Share purpose, not direction
"If you create an environment where people truly participate, you don’t need control. They know what needs to be done and they do it."
Companies thrive when their entire teams understand and share a common purpose. It can be so easy as a manager or team leader to zero in on specific challenges in behavior or process and work to “fix” it at a micro level. The challenge with taking this approach to leadership is that we’re constantly in “catch up” mode, only seeing opportunity for improvement after someone or something has gone awry.
The other approach – the scalable approach – starts with being so explicitly clear in your organizational purpose that there can be no confusion amongst your staff. Understand what experience you want your customers to have, make sure everyone on your team understands it as well, and then trust them to find their own ways to create those experiences. Beloved companies trust that their employees want to do good; to make a positive difference for their customers, their teammates and their companies. Beloved companies provide their people with a clear sense of purpose and then get out of their way.

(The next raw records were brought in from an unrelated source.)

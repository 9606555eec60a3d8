//! Immutable snapshot of one liquidity pool.

use alloy_primitives::{Address, U256};

use crate::constants::{FEE_ACCURACY, MINIMUM_LIQUIDITY, STABLE_DECIMALS};
use crate::curves::CurveBox;
use crate::domain::{CurrencyAmount, CurveId, DirectedReserves, Price, Token};
use crate::error::{AmmError, Result};
use crate::math::isqrt;
use crate::traits::SwapCurve;

/// One pool: two tokens, their reserves, a fee and a pricing curve.
///
/// Tokens are stored in canonical order (`token0` sorts before `token1` by
/// address bytes), which is how the factory contract addresses pairs.
/// A pair never changes; refreshing state means building a new one.
///
/// # Example
///
/// ```rust
/// use alloy_primitives::{Address, U256};
/// use multicurve_sdk::curves::ConstantProductCurve;
/// use multicurve_sdk::domain::{CurrencyAmount, Token};
/// use multicurve_sdk::entities::Pair;
///
/// let usdc = Token::new(1, Address::repeat_byte(0x22), 6);
/// let weth = Token::new(1, Address::repeat_byte(0x11), 18);
///
/// // Tokens may be given in any order; the pair sorts them.
/// let pair = Pair::new(
///     (usdc.clone(), weth.clone()),
///     (U256::from(2_000_000_000_000u64), U256::from(1_000_000_000_000_000_000_000u128)),
///     3_000,
///     ConstantProductCurve,
/// )
/// .expect("valid pair");
/// assert_eq!(pair.token0(), &weth);
///
/// let out = pair
///     .quote_output_for_input(&CurrencyAmount::from_raw(usdc, 2_000_000_000))
///     .expect("quote");
/// assert_eq!(out.currency().wrapped(), &weth);
/// ```
#[derive(Debug, Clone, PartialEq, Eq)]
pub struct Pair {
    token0: Token,
    token1: Token,
    reserve0: U256,
    reserve1: U256,
    swap_fee: u32,
    curve: CurveBox,
}

impl Pair {
    /// Creates a pair, sorting the tokens (and their reserves) canonically.
    ///
    /// `tokens` and `reserves` are given in matching order; `swap_fee` is in
    /// parts per [`FEE_ACCURACY`].
    ///
    /// # Errors
    ///
    /// - [`AmmError::ChainIdMismatch`] / [`AmmError::SameToken`] from token ordering.
    /// - [`AmmError::InvalidConfiguration`] if the fee is not below
    ///   `FEE_ACCURACY`, a stable pair has a token above 18 decimals, or a
    ///   non-empty pair is below the minimum-liquidity floor.
    pub fn new(
        tokens: (Token, Token),
        reserves: (U256, U256),
        swap_fee: u32,
        curve: impl Into<CurveBox>,
    ) -> Result<Self> {
        let curve = curve.into();
        let ((token0, reserve0), (token1, reserve1)) = if tokens.0.sorts_before(&tokens.1)? {
            ((tokens.0, reserves.0), (tokens.1, reserves.1))
        } else {
            ((tokens.1, reserves.1), (tokens.0, reserves.0))
        };

        check_fee(swap_fee)?;
        if curve.curve_id() == CurveId::Stable {
            check_stable_decimals(&token0, &token1)?;
        }
        check_minimum_liquidity(reserve0, reserve1)?;

        Ok(Self {
            token0,
            token1,
            reserve0,
            reserve1,
            swap_fee,
            curve,
        })
    }

    /// Returns the chain id of both tokens.
    #[must_use]
    pub const fn chain_id(&self) -> u64 {
        self.token0.chain_id()
    }

    /// Returns the lower-sorting token.
    #[must_use]
    pub const fn token0(&self) -> &Token {
        &self.token0
    }

    /// Returns the higher-sorting token.
    #[must_use]
    pub const fn token1(&self) -> &Token {
        &self.token1
    }

    /// Returns the balance of `token0`.
    pub fn reserve0(&self) -> CurrencyAmount {
        CurrencyAmount::new(self.token0.clone(), self.reserve0)
    }

    /// Returns the balance of `token1`.
    pub fn reserve1(&self) -> CurrencyAmount {
        CurrencyAmount::new(self.token1.clone(), self.reserve1)
    }

    /// Returns the swap fee in parts per [`FEE_ACCURACY`].
    #[must_use]
    pub const fn swap_fee(&self) -> u32 {
        self.swap_fee
    }

    /// Returns the curve identifier.
    #[must_use]
    pub fn curve_id(&self) -> CurveId {
        self.curve.curve_id()
    }

    /// Returns the pricing curve.
    #[must_use]
    pub const fn curve(&self) -> &CurveBox {
        &self.curve
    }

    /// Returns the amplification coefficient (stable pairs only).
    #[must_use]
    pub const fn amplification_coefficient(&self) -> Option<U256> {
        self.curve.amplification()
    }

    /// The pair's identity: `(chain id, token0, token1, curve id)`.
    #[must_use]
    pub fn key(&self) -> (u64, Address, Address, CurveId) {
        (
            self.chain_id(),
            self.token0.address(),
            self.token1.address(),
            self.curve_id(),
        )
    }

    /// Returns `true` if `token` is one of the pair's tokens.
    #[must_use]
    pub fn involves_token(&self, token: &Token) -> bool {
        *token == self.token0 || *token == self.token1
    }

    /// Returns the token on the other side of `token`.
    ///
    /// # Errors
    ///
    /// Returns [`AmmError::InvalidToken`] if `token` is not in the pair.
    pub fn other(&self, token: &Token) -> Result<&Token> {
        if *token == self.token0 {
            Ok(&self.token1)
        } else if *token == self.token1 {
            Ok(&self.token0)
        } else {
            Err(self.invalid_token(token))
        }
    }

    /// Returns the balance of `token`.
    ///
    /// # Errors
    ///
    /// Returns [`AmmError::InvalidToken`] if `token` is not in the pair.
    pub fn reserve_of(&self, token: &Token) -> Result<CurrencyAmount> {
        if *token == self.token0 {
            Ok(self.reserve0())
        } else if *token == self.token1 {
            Ok(self.reserve1())
        } else {
            Err(self.invalid_token(token))
        }
    }

    /// Returns the pair's state oriented for a swap that sells `token_in`.
    ///
    /// # Errors
    ///
    /// Returns [`AmmError::InvalidToken`] if `token_in` is not in the pair.
    pub fn directed(&self, token_in: &Token) -> Result<DirectedReserves> {
        let (t_in, t_out, r_in, r_out) = if *token_in == self.token0 {
            (&self.token0, &self.token1, self.reserve0, self.reserve1)
        } else if *token_in == self.token1 {
            (&self.token1, &self.token0, self.reserve1, self.reserve0)
        } else {
            return Err(self.invalid_token(token_in));
        };
        Ok(DirectedReserves::new(
            (t_in.address(), t_out.address()),
            (r_in, r_out),
            (t_in.decimals(), t_out.decimals()),
            self.swap_fee,
        ))
    }

    /// Quotes the output for selling `input`, rounded down.
    ///
    /// Native amounts are priced as their wrapped token. The result is in
    /// the other pair token.
    ///
    /// # Errors
    ///
    /// - [`AmmError::InvalidToken`] if the input token is not in the pair.
    /// - [`AmmError::InsufficientLiquidity`] if a reserve is empty or the
    ///   output would drain the pool.
    /// - [`AmmError::InsufficientInputAmount`] if the input buys nothing.
    /// - [`AmmError::ConvergenceFailure`] from the stable solver.
    pub fn quote_output_for_input(&self, input: &CurrencyAmount) -> Result<CurrencyAmount> {
        let token_in = input.token();
        let reserves = self.directed(token_in)?;
        let amount_out = self.curve.amount_out(&reserves, input.raw())?;
        Ok(CurrencyAmount::new(self.other(token_in)?.clone(), amount_out))
    }

    /// Quotes the input needed to receive exactly `output`, rounded up.
    ///
    /// # Errors
    ///
    /// Same as [`quote_output_for_input`](Self::quote_output_for_input).
    pub fn quote_input_for_output(&self, output: &CurrencyAmount) -> Result<CurrencyAmount> {
        let token_in = self.other(output.token())?;
        let reserves = self.directed(token_in)?;
        let amount_in = self.curve.amount_in(&reserves, output.raw())?;
        Ok(CurrencyAmount::new(token_in.clone(), amount_in))
    }

    /// Marginal price of `token` in units of the other token, fee excluded.
    ///
    /// # Errors
    ///
    /// - [`AmmError::InvalidToken`] if `token` is not in the pair.
    /// - [`AmmError::InsufficientLiquidity`] if a reserve is empty.
    pub fn spot_price(&self, token: &Token) -> Result<Price> {
        let reserves = self.directed(token)?;
        let fraction = self.curve.spot_price(&reserves)?;
        Ok(Price::from_fraction(
            token.clone().into(),
            self.other(token)?.clone().into(),
            fraction,
        ))
    }

    fn invalid_token(&self, token: &Token) -> AmmError {
        AmmError::InvalidToken {
            token: token.address(),
            token0: self.token0.address(),
            token1: self.token1.address(),
        }
    }
}

// ---------------------------------------------------------------------------
// Construction checks shared with `PairSnapshot::validate`
// ---------------------------------------------------------------------------

pub(crate) fn check_fee(swap_fee: u32) -> Result<()> {
    if swap_fee >= FEE_ACCURACY {
        return Err(AmmError::InvalidConfiguration(
            "swap fee must be below FEE_ACCURACY",
        ));
    }
    Ok(())
}

pub(crate) fn check_stable_decimals(token0: &Token, token1: &Token) -> Result<()> {
    if token0.decimals() > STABLE_DECIMALS || token1.decimals() > STABLE_DECIMALS {
        return Err(AmmError::InvalidConfiguration(
            "stable pairs support at most 18 decimals",
        ));
    }
    Ok(())
}

/// Empty pairs are allowed (quoting them fails later); a funded pair must
/// hold at least `MINIMUM_LIQUIDITY` in `√(reserve0 · reserve1)`.
pub(crate) fn check_minimum_liquidity(reserve0: U256, reserve1: U256) -> Result<()> {
    if reserve0.is_zero() || reserve1.is_zero() {
        return Ok(());
    }
    let Some(product) = reserve0.checked_mul(reserve1) else {
        return Ok(());
    };
    if isqrt(product) < U256::from(MINIMUM_LIQUIDITY) {
        return Err(AmmError::InvalidConfiguration(
            "pair liquidity is below MINIMUM_LIQUIDITY",
        ));
    }
    Ok(())
}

Does your team know with explicit clarity what your company wants to be known for? Do they have the freedom to realize that vision in their day to day interactions?
How long does the warm feeling last?
"Memory creation is the currency of your brand."

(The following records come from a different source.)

//! Which side of a trade is fixed.

use core::fmt;

/// Which amount of a trade the caller fixes.
///
/// With [`TradeType::ExactInput`] the input is given and the output is
/// quoted; with [`TradeType::ExactOutput`] the output is given and the
/// required input is quoted.
#[derive(Debug, Clone, Copy, PartialEq, Eq, Hash)]
#[repr(u8)]
pub enum TradeType {
    /// The input amount is fixed; the output is computed.
    ExactInput = 0,
    /// The output amount is fixed; the input is computed.
    ExactOutput = 1,
}

impl TradeType {
    /// Returns `true` for [`TradeType::ExactInput`].
    #[must_use]
    pub const fn is_exact_input(&self) -> bool {
        matches!(self, Self::ExactInput)
    }

    /// Returns `true` for [`TradeType::ExactOutput`].
    #[must_use]
    pub const fn is_exact_output(&self) -> bool {
        matches!(self, Self::ExactOutput)
    }
}

impl fmt::Display for TradeType {
    fn fmt(&self, f: &mut fmt::Formatter<'_>) -> fmt::Result {
        match self {
            Self::ExactInput => write!(f, "ExactInput"),
            Self::ExactOutput => write!(f, "ExactOutput"),
        }
    }
}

How do your customers feel after they’ve bought from you? Do they leave with nothing more than a transaction, or do they have an experience? A story they can’t wait to share with their friends, family and colleagues?
There’s a company I buy from as often as I can called CD Baby. If you haven’t interacted with these guys, I highly recommend it. There must be a 100 places online to buy CDs. CD Baby doesn’t have the best pricing, and they don’t have the fastest delivery time. But interacting with them is fun. Here’s the confirmation email I received from them on a CD I bought in 2007:
Thanks for your order with CD Baby!
(1) The Kitchen: The Kitchen (2006)
Your CD has been gently taken from our CD Baby shelves with sterilized contamination-free gloves and placed onto a satin pillow.
A team of 50 employees inspected your CD and polished it to make sure it was in the best possible condition before mailing.
Our packing specialist from Japan lit a candle and a hush fell over the crowd as he put your CD into the finest gold-lined box that money can buy.
We all had a wonderful celebration afterwards and the whole party marched down the street to the post office where the entire town of Portland waved “Bon Voyage!” to your package, on its way to you, in our private CD Baby jet on this day, October 7, 2007.
We hope you had a wonderful time shopping at CD Baby. In commemoration, we have placed your picture on our wall as “Customer of the Year.” We’re all exhausted but can’t wait for you to come back to CDBABY.COM!!
Now, how much does that beat, “Your order has been confirmed”? CD Baby gets it. Keep in mind I’ve had this email in my inbox for over three years, because I think it’s so excellent. CD Baby clearly made the decision to be real; to have fun with their customers and to turn a typically boring interaction and make it memorable.
What do your confirmations say about the decisions you’ve made? Sometimes the “boring bits” of the business are exactly the right place to inject some personality.
I Love You More Than My Dog is a great book written on a topic we could all benefit from thinking about a little more often. In a world of abundant choice, customer experience is king. And truly excellent customer experience never happens by accident. It comes from clarity of purpose shared throughout the organization and engaged by all staff, from all departments, at all times. It comes from decisions made with confidence and conviction. Excellent customer experience comes from teams and team leaders who aren’t willing to settle for being mediocre, but instead strive for unique excellence. What are you striving for?